• _How to complete this task_: Among the entries below, copy every line that carries the word "PlayerStat".

• _Record set_:
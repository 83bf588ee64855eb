//! Wave and debuff lifecycle tracking.
//!
//! A wave opens when the boss begins its spawn cast and closes on the next
//! spawn (or end of stream). Debuff applications are paired with their
//! later clear events through a per-entity single-slot index into the
//! global debuff event list; a re-application before the clear overwrites
//! the slot and abandons the earlier instance (last-applied-wins, kept
//! as-is from the encounter's observed behavior).

use chrono::NaiveDateTime;
use hashbrown::HashMap;
use serde::Serialize;

use arclog_types::EncounterProfile;

use crate::combat_log::{EventKind, LogEvent};

/// One lifecycle record for a debuff instance.
#[derive(Debug, Clone, Serialize)]
pub struct DebuffEvent {
    pub entity: String,
    pub applied_at: NaiveDateTime,
    pub cleared: bool,
    pub cleared_at: Option<NaiveDateTime>,
}

/// A group of debuff applications bounded by two consecutive spawn casts.
#[derive(Debug, Clone, Serialize)]
pub struct Wave {
    pub started_at: NaiveDateTime,
    /// Entities struck during this wave, in order of first application.
    pub affected: Vec<String>,
    /// Entities that cleared their debuff while the wave was open.
    pub cleared: Vec<String>,
    /// Clear durations in seconds, parallel to `cleared`.
    pub clear_durations: Vec<f64>,
    /// True if the boss gained a power stack during this wave.
    pub power_gained: bool,
}

impl Wave {
    fn open(started_at: NaiveDateTime) -> Self {
        Self {
            started_at,
            affected: Vec::new(),
            cleared: Vec::new(),
            clear_durations: Vec::new(),
            power_gained: false,
        }
    }

    /// Entities that never cleared, in affected order. Computed at read
    /// time so a clear arriving after the wave closed cannot double-count.
    pub fn failed(&self) -> Vec<String> {
        self.affected
            .iter()
            .filter(|e| !self.cleared.contains(e))
            .cloned()
            .collect()
    }

    pub fn avg_clear_secs(&self) -> f64 {
        if self.clear_durations.is_empty() {
            return 0.0;
        }
        self.clear_durations.iter().sum::<f64>() / self.clear_durations.len() as f64
    }
}

/// Per-entity running aggregate. `failed` is derived at report time as
/// `total - cleared`, never tracked incrementally.
#[derive(Debug, Clone, Default, Serialize)]
pub struct PlayerStat {
    pub total: u32,
    pub cleared: u32,
    /// Online mean of clear durations in seconds.
    pub avg_clear_secs: f64,
}

/// State machine pairing debuff applications with clears and grouping
/// them into waves. Consumes events strictly in file order.
#[derive(Debug)]
pub struct WaveTracker {
    profile: EncounterProfile,
    waves: Vec<Wave>,
    current: Option<Wave>,
    player_stats: HashMap<String, PlayerStat>,
    debuff_events: Vec<DebuffEvent>,
    /// Entity -> index of its outstanding instance in `debuff_events`.
    /// Exactly one slot per entity; a new application overwrites it.
    active_debuffs: HashMap<String, usize>,
    power_stacks: u32,
}

impl WaveTracker {
    pub fn new(profile: EncounterProfile) -> Self {
        Self {
            profile,
            waves: Vec::new(),
            current: None,
            player_stats: HashMap::new(),
            debuff_events: Vec::new(),
            active_debuffs: HashMap::new(),
            power_stacks: 0,
        }
    }

    pub fn handle_event(&mut self, event: &LogEvent) {
        match event.kind {
            EventKind::WaveSpawn => self.on_spawn(event.timestamp),
            EventKind::DebuffApplied if event.label == self.profile.debuff_label => {
                self.on_applied(event)
            }
            EventKind::DebuffCleared if event.label == self.profile.debuff_label => {
                self.on_cleared(event)
            }
            EventKind::PowerGain => self.on_power_gain(),
            _ => {}
        }
    }

    fn on_spawn(&mut self, timestamp: NaiveDateTime) {
        if let Some(wave) = self.current.take() {
            tracing::debug!(
                wave = self.waves.len() + 1,
                affected = wave.affected.len(),
                cleared = wave.cleared.len(),
                "closing wave"
            );
            self.waves.push(wave);
        }
        tracing::debug!(%timestamp, "wave spawn");
        self.current = Some(Wave::open(timestamp));
    }

    fn on_applied(&mut self, event: &LogEvent) {
        if self.is_excluded(&event.actor) {
            return;
        }

        // Wave attribution: first application per entity per wave counts
        // toward that entity's total.
        if let Some(wave) = self.current.as_mut()
            && !wave.affected.iter().any(|e| e == &event.actor)
        {
            wave.affected.push(event.actor.clone());
            self.player_stats.entry(event.actor.clone()).or_default().total += 1;
        }

        // Lifecycle tracking happens regardless of wave state so that a
        // clear can always be paired with its most recent application.
        self.debuff_events.push(DebuffEvent {
            entity: event.actor.clone(),
            applied_at: event.timestamp,
            cleared: false,
            cleared_at: None,
        });
        self.active_debuffs
            .insert(event.actor.clone(), self.debuff_events.len() - 1);
    }

    fn on_cleared(&mut self, event: &LogEvent) {
        // A clear with no outstanding instance is a no-op, not an error.
        let Some(idx) = self.active_debuffs.remove(&event.actor) else {
            return;
        };

        let record = &mut self.debuff_events[idx];
        record.cleared = true;
        record.cleared_at = Some(event.timestamp);
        let clear_secs = event
            .timestamp
            .signed_duration_since(record.applied_at)
            .num_seconds() as f64;

        // Only clears landing while the entity's wave is still open count
        // toward wave and player stats; late clears stay in the lifecycle
        // list but are not attributed to the closed wave.
        if let Some(wave) = self.current.as_mut()
            && wave.affected.iter().any(|e| e == &event.actor)
        {
            wave.cleared.push(event.actor.clone());
            wave.clear_durations.push(clear_secs);

            let stat = self.player_stats.entry(event.actor.clone()).or_default();
            stat.cleared += 1;
            stat.avg_clear_secs += (clear_secs - stat.avg_clear_secs) / stat.cleared as f64;
        }
    }

    fn on_power_gain(&mut self) {
        self.power_stacks += 1;
        if let Some(wave) = self.current.as_mut() {
            wave.power_gained = true;
        }
    }

    fn is_excluded(&self, entity: &str) -> bool {
        self.profile
            .excluded_markers
            .iter()
            .any(|marker| entity.contains(marker))
    }

    /// Close any open wave. Must be called at end of stream; afterwards
    /// there is never a dangling open wave.
    pub fn finish(&mut self) {
        if let Some(wave) = self.current.take() {
            self.waves.push(wave);
        }
    }

    pub fn waves(&self) -> &[Wave] {
        &self.waves
    }

    pub fn player_stats(&self) -> &HashMap<String, PlayerStat> {
        &self.player_stats
    }

    pub fn debuff_events(&self) -> &[DebuffEvent] {
        &self.debuff_events
    }

    pub fn power_stacks(&self) -> u32 {
        self.power_stacks
    }

    pub fn boss_power_percent(&self) -> u32 {
        self.power_stacks * self.profile.power_percent_per_stack
    }

    pub fn enraged(&self) -> bool {
        self.power_stacks >= self.profile.enrage_stacks
    }

    pub fn profile(&self) -> &EncounterProfile {
        &self.profile
    }

    /// Decompose into final state for report building.
    pub fn into_parts(mut self) -> WaveTrackerParts {
        self.finish();
        WaveTrackerParts {
            waves: self.waves,
            player_stats: self.player_stats,
            debuff_events: self.debuff_events,
            power_stacks: self.power_stacks,
            profile: self.profile,
        }
    }
}

/// Final owned state of a finished tracker run.
#[derive(Debug)]
pub struct WaveTrackerParts {
    pub waves: Vec<Wave>,
    pub player_stats: HashMap<String, PlayerStat>,
    pub debuff_events: Vec<DebuffEvent>,
    pub power_stacks: u32,
    pub profile: EncounterProfile,
}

• _Result of the task_:
pub struct PlayerStat {
    player_stats: HashMap<String, PlayerStat>,
    pub fn player_stats(&self) -> &HashMap<String, PlayerStat> {
    pub player_stats: HashMap<String, PlayerStat>,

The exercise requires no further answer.